→ Work to be completed
Filter this material down to the lines that contain the string "Regex", and return those lines.

→ Data listing
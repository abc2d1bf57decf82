#![forbid(unsafe_code)]

//! Registry construction
//!
//! A builder starts from a copy of the inherited registry and folds in the
//! rules one scanner type declares itself. Every local rule is compiled
//! against the type's resolved base pattern; inherited rules keep the
//! pattern they were compiled with.

use crate::error::RegistryError;
use crate::rules::{Handler, HandlerResult, MatchResult, Rule, RuleRegistry};
use crate::types::RuleName;
use regex::Regex;
use std::collections::HashSet;
use std::sync::Arc;

/// Composes the line-anchored pattern for a rule body
///
/// The base must match at the start of the line, followed by any characters,
/// followed by the body. Nothing anchors the end of the line.
pub fn compose_pattern(base: &str, body: &str) -> String {
    format!("^(?:{base}.*{body})")
}

/// Builds the registry for one scanner type
pub struct RegistryBuilder<S> {
    owner: String,
    base_pattern: String,
    registry: RuleRegistry<S>,
    declared: HashSet<String>,
    overridden: Vec<String>,
}

impl<S> std::fmt::Debug for RegistryBuilder<S> {
    fn fmt(&self, f: &mut std::fmt::Formatter<'_>) -> std::fmt::Result {
        f.debug_struct("RegistryBuilder")
            .field("owner", &self.owner)
            .field("base_pattern", &self.base_pattern)
            .field("registry", &self.registry)
            .finish()
    }
}

impl<S: 'static> RegistryBuilder<S> {
    /// Starts a builder for `owner` from a copy of `inherited`
    pub fn new(
        owner: impl Into<String>,
        inherited: &RuleRegistry<S>,
        base_pattern: impl Into<String>,
    ) -> Self {
        Self::from_registry(owner, inherited.clone(), base_pattern)
    }

    /// Starts a builder for a type with no ancestors
    pub fn root(owner: impl Into<String>, base_pattern: impl Into<String>) -> Self {
        Self::from_registry(owner, RuleRegistry::new(), base_pattern)
    }

    pub(crate) fn from_registry(
        owner: impl Into<String>,
        registry: RuleRegistry<S>,
        base_pattern: impl Into<String>,
    ) -> Self {
        Self {
            owner: owner.into(),
            base_pattern: base_pattern.into(),
            registry,
            declared: HashSet::new(),
            overridden: Vec::new(),
        }
    }

    /// The base pattern local rules are compiled against
    pub fn base_pattern(&self) -> &str {
        &self.base_pattern
    }

    /// Declares a rule on this type
    ///
    /// # Errors
    ///
    /// Returns `RegistryError` if:
    /// - `key` is not a valid rule name
    /// - `key` was already declared through this builder
    /// - the composed pattern fails to compile
    pub fn declare<F>(&mut self, key: &str, body: &str, handler: F) -> Result<&mut Self, RegistryError>
    where
        F: Fn(&mut S, &MatchResult<'_>) -> HandlerResult + Send + Sync + 'static,
    {
        self.declare_handler(key, body, Arc::new(handler))?;
        Ok(self)
    }

    pub(crate) fn declare_handler(
        &mut self,
        key: &str,
        body: &str,
        handler: Handler<S>,
    ) -> Result<(), RegistryError> {
        let name =
            RuleName::new(key).ok_or_else(|| RegistryError::InvalidRuleName(key.to_string()))?;

        if !self.declared.insert(key.to_string()) {
            return Err(RegistryError::DuplicateDeclaration {
                rule: key.to_string(),
                owner: self.owner.clone(),
            });
        }

        let composed = compose_pattern(&self.base_pattern, body);
        let pattern = Regex::new(&composed).map_err(|source| RegistryError::PatternCompile {
            rule: key.to_string(),
            pattern: composed.clone(),
            source,
        })?;

        tracing::trace!(owner = %self.owner, rule = key, pattern = %composed, "compiled rule");

        if self.registry.upsert(Rule::new(name, pattern, handler)).is_some() {
            self.overridden.push(key.to_string());
        }
        Ok(())
    }

    /// Freezes the registry
    pub fn build(self) -> RuleRegistry<S> {
        tracing::debug!(
            owner = %self.owner,
            rules = self.registry.len(),
            declared = self.declared.len(),
            overridden = ?self.overridden,
            "built rule registry"
        );
        self.registry
    }
}
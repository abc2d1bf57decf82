#![forbid(unsafe_code)]

//! Generic scanner state that records every match
//!
//! Rules declared in rule files have no user code behind them. Their handler
//! copies the named capture groups of each match into a [`Record`].

use crate::rules::{HandlerResult, MatchResult};
use crate::scanner::ScanState;
use crate::types::Hits;
use serde::Serialize;
use std::collections::BTreeMap;

/// One matched line
#[derive(Debug, Clone, PartialEq, Eq, Serialize)]
pub struct Record {
    /// Rule that matched
    pub rule: String,
    /// 1-based line number
    pub line: usize,
    /// Named groups; `None` when the group did not participate in the match
    pub fields: BTreeMap<String, Option<String>>,
}

/// Hits plus (optionally) the records of every match
#[derive(Debug, Clone, Default)]
pub struct RecordingScanner {
    hits: Hits,
    records: Vec<Record>,
    keep_records: bool,
}

impl RecordingScanner {
    /// State that records matches
    pub fn new() -> Self {
        Self {
            keep_records: true,
            ..Self::default()
        }
    }

    /// State that only counts hits
    pub fn counting() -> Self {
        Self::default()
    }

    pub fn records(&self) -> &[Record] {
        &self.records
    }

    pub fn into_records(self) -> Vec<Record> {
        self.records
    }
}

impl ScanState for RecordingScanner {
    fn hits(&self) -> &Hits {
        &self.hits
    }

    fn hits_mut(&mut self) -> &mut Hits {
        &mut self.hits
    }
}

/// Handler used for rule-file rules
pub fn record_match(state: &mut RecordingScanner, m: &MatchResult<'_>) -> HandlerResult {
    if !state.keep_records {
        return Ok(());
    }

    let fields = m
        .named()
        .map(|(name, value)| (name.to_string(), value.map(str::to_string)))
        .collect();
    state.records.push(Record {
        rule: m.rule().to_string(),
        line: m.line_number(),
        fields,
    });
    Ok(())
}

#[cfg(test)]
mod tests {
    use super::*;
    use crate::engine;
    use crate::rules::RegistryBuilder;

    #[test]
    fn test_records_named_groups() {
        let mut builder = RegistryBuilder::root("Recording", "");
        builder
            .declare("kv", "(?P<key>[a-z]+)=(?P<value>[a-z]*)(?P<bang>!)?", record_match)
            .unwrap();
        let registry = builder.build();

        let mut state = RecordingScanner::new();
        engine::run(&registry, &mut state, ["a=b", "nothing", "c=!"]).unwrap();

        let records = state.records();
        assert_eq!(records.len(), 2);
        assert_eq!(records[0].rule, "kv");
        assert_eq!(records[0].line, 1);
        assert_eq!(records[0].fields["key"], Some("a".to_string()));
        assert_eq!(records[0].fields["bang"], None);
        assert_eq!(records[1].line, 3);
        assert_eq!(records[1].fields["value"], Some(String::new()));
        assert_eq!(records[1].fields["bang"], Some("!".to_string()));
    }

    #[test]
    fn test_counting_keeps_no_records() {
        let mut builder = RegistryBuilder::root("Recording", "");
        builder.declare("any", "x", record_match).unwrap();
        let registry = builder.build();

        let mut state = RecordingScanner::counting();
        engine::run(&registry, &mut state, ["x", "xx"]).unwrap();
        assert!(state.records().is_empty());
        assert_eq!(state.hits().get("any"), 2);
    }

    #[test]
    fn test_record_serializes_absent_as_null() {
        let record = Record {
            rule: "r".to_string(),
            line: 4,
            fields: BTreeMap::from([
                ("a".to_string(), Some(String::new())),
                ("b".to_string(), None),
            ]),
        };
        let json = serde_json::to_string(&record).unwrap();
        assert_eq!(json, r#"{"rule":"r","line":4,"fields":{"a":"","b":null}}"#);
    }
}
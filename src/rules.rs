#![forbid(unsafe_code)]

//! Rule definitions, registry and registry construction

mod builder;
mod registry;
mod rule;

// Re-export core types
pub use builder::{RegistryBuilder, compose_pattern};
pub use registry::RuleRegistry;
pub use rule::{Handler, HandlerResult, MatchResult, Projection, Rule};
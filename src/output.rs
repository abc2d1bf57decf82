//! Output formatters (human and JSONL)

pub mod human;
pub mod jsonl;

pub use human::HumanFormatter;
pub use jsonl::JsonlFormatter;

use crate::engine::ScanReport;
use crate::rules::RuleRegistry;
use crate::scanner::Record;
use crate::types::Hits;

/// Hit count for one rule, in registry order
#[derive(Debug, Clone, PartialEq, Eq)]
pub struct RuleHits {
    pub rule: String,
    pub pattern: String,
    pub hits: u64,
}

/// Everything the formatters print about one scan
#[derive(Debug, Clone)]
pub struct ScanSummary {
    pub scanner: String,
    pub rules: Vec<RuleHits>,
    pub records: Vec<Record>,
    pub report: ScanReport,
}

impl ScanSummary {
    /// Collects per-rule hits in registry order
    pub fn new<S: 'static>(
        scanner: impl Into<String>,
        registry: &RuleRegistry<S>,
        hits: &Hits,
        records: Vec<Record>,
        report: ScanReport,
    ) -> Self {
        let rules = registry
            .iter()
            .map(|rule| RuleHits {
                rule: rule.name().to_string(),
                pattern: rule.pattern().as_str().to_string(),
                hits: hits.get(rule.name().as_str()),
            })
            .collect();

        Self {
            scanner: scanner.into(),
            rules,
            records,
            report,
        }
    }
}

→ Answer space
use regex::Regex;
        let pattern = Regex::new(&composed).map_err(|source| RegistryError::PatternCompile {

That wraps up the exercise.